Photo Credit: Plasticdiet Indonesia

For Indonesian activist Tiza Mafira, it all started with a 2013 petition pushing for a one or two cent fee on plastic bags. Today, she's a driving force in the movement against single-use plastics in her country, Yale Environment 360 reported.

Mafira is the co-founder of Plasticdiet Indonesia, an organization that has been working with cities and districts across Indonesia since 2016 to draft plastic bag bans. Today, more than 100 of the country's approximately 500 local governments now enforce single-use plastics bans. 

Talking to Yale Environment 360, the former lawyer said that when her original petition, which she organized with friends, got 70,000 signatures, they thought, "What if the petition succeeds?

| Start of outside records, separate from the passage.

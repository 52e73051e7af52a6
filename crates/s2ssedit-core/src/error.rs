//! Error types for the special stage data crate.
//!
//! This module provides structured error types for container parsing and
//! serialisation, the stream codec boundary, and bundle file operations.

use std::io;
use std::path::PathBuf;
use thiserror::Error;

/// Which of the two data streams an error refers to.
#[derive(Debug, Clone, Copy, PartialEq, Eq)]
pub enum StreamKind {
    /// The object location stream (rings, bombs, terminators).
    Objects,
    /// The layout stream (one geometry/flip byte per segment).
    Layout,
}

impl std::fmt::Display for StreamKind {
    fn fmt(&self, f: &mut std::fmt::Formatter<'_>) -> std::fmt::Result {
        match self {
            Self::Objects => write!(f, "object"),
            Self::Layout => write!(f, "layout"),
        }
    }
}

/// Errors raised while decoding or encoding the container format.
#[derive(Error, Debug, Clone, PartialEq, Eq)]
pub enum FormatError {
    /// The stream ended in the middle of a record.
    #[error("Unexpected end of {stream} stream at offset {offset}")]
    UnexpectedEof { stream: StreamKind, offset: usize },

    /// A layout byte carries geometry bits that name no known geometry.
    #[error("Invalid segment geometry value: {0:#04x}")]
    InvalidGeometry(u8),

    /// The offset table is malformed (odd length, or points outside the stream).
    #[error("Invalid {stream} offset table: {reason}")]
    InvalidOffsetTable { stream: StreamKind, reason: String },

    /// The two streams describe a different number of stages.
    #[error("Stage table mismatch: {objects} object stages, {layouts} layout stages")]
    StageTableMismatch { objects: usize, layouts: usize },

    /// An object row does not fit the 6-bit position field.
    #[error("Row position {0} does not fit in 6 bits")]
    PositionOutOfRange(u8),

    /// An offset does not fit in the 16-bit offset table.
    #[error("{stream} stream too large: offset {offset} exceeds 16 bits")]
    StreamTooLarge { stream: StreamKind, offset: usize },
}

/// Errors reported by a stream codec implementation.
#[derive(Error, Debug, Clone, PartialEq, Eq)]
pub enum CodecError {
    /// The compressed input could not be decoded.
    #[error("Decode failed: {0}")]
    Decode(String),

    /// The raw input could not be encoded.
    #[error("Encode failed: {0}")]
    Encode(String),
}

/// Errors that can occur while loading, saving or converting stage data.
#[derive(Error, Debug)]
pub enum CoreError {
    /// One of the bundle files does not exist or cannot be opened.
    #[error("Missing bundle file: {}", .0.display())]
    MissingFile(PathBuf),

    /// I/O error during file operations.
    #[error("I/O error: {0}")]
    Io(#[from] io::Error),

    /// The external codec rejected a stream.
    #[error("{stream} codec error: {source}")]
    Codec {
        stream: StreamKind,
        #[source]
        source: CodecError,
    },

    /// The decoded data is not a valid container.
    #[error("Format error: {0}")]
    Format(#[from] FormatError),

    /// JSON serialization/deserialization error.
    #[error("JSON error: {0}")]
    Json(#[from] serde_json::Error),
}

/// Result type alias for container format operations.
pub type FormatResult<T> = Result<T, FormatError>;

/// Result type alias for core operations.
pub type CoreResult<T> = Result<T, CoreError>;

What are we going to do then?" She goes on to say that the answer was, "We push for stronger legislation."

Ultimately, the petition pushed 27 cities to try out three-month trials of plastic bag charges. After the trial ended, one of the cities, Banjarmasin, decided to ban plastic bags altogether. Mafira and her crew tried to replicate their initial success in Banjarmasin, and their work eventually prompted other cities to follow suit.

Indonesia is drowning in plastic, and according to Mafira, the problem has gotten worse in the last few decades. 

In fact, the country produces over 3.5 million tons of unmanaged plastic waste each year, according to the UN Environment Program. Much of that ends up in the sea, and around 10 billion plastic bags are released into the local environment every year. 

This kind of pollution is more than an eyesore. The toxic chemicals in plastics can leach out into the environment, entering our soil and water. Some of these chemicals are known as endocrine-disrupting compounds and can harm our natural hormonal systems.

Plastics in the environment can also hurt animals. Over one million marine animals die each year due to plastic pollution, according to the Sea Turtle Conservancy. 

Plasticdiet Indonesia joins a number of activists and governments across the world fighting against plastic pollution. For instance, California recently banned plastic produce bags from grocery stores. In 2022, India banned a selection of single-use plastics.

You can do your part by investing in reusable products like metal razors, water bottles, shampoo bars, dissolvable dishwasher/laundry pods, and non-plastic sandwich bags.

Mafira's vision going forward is to help drive regulations on other types of single-use plastics.

"Now we want to expand beyond bags to other plastics — straws, cutlery, sachets, and Styrofoam," she told Yale Environment 360. "And the next industries are food and beverage and consumer products. The big vision we want to see is less oil production because less plastic is being provided to the consumer."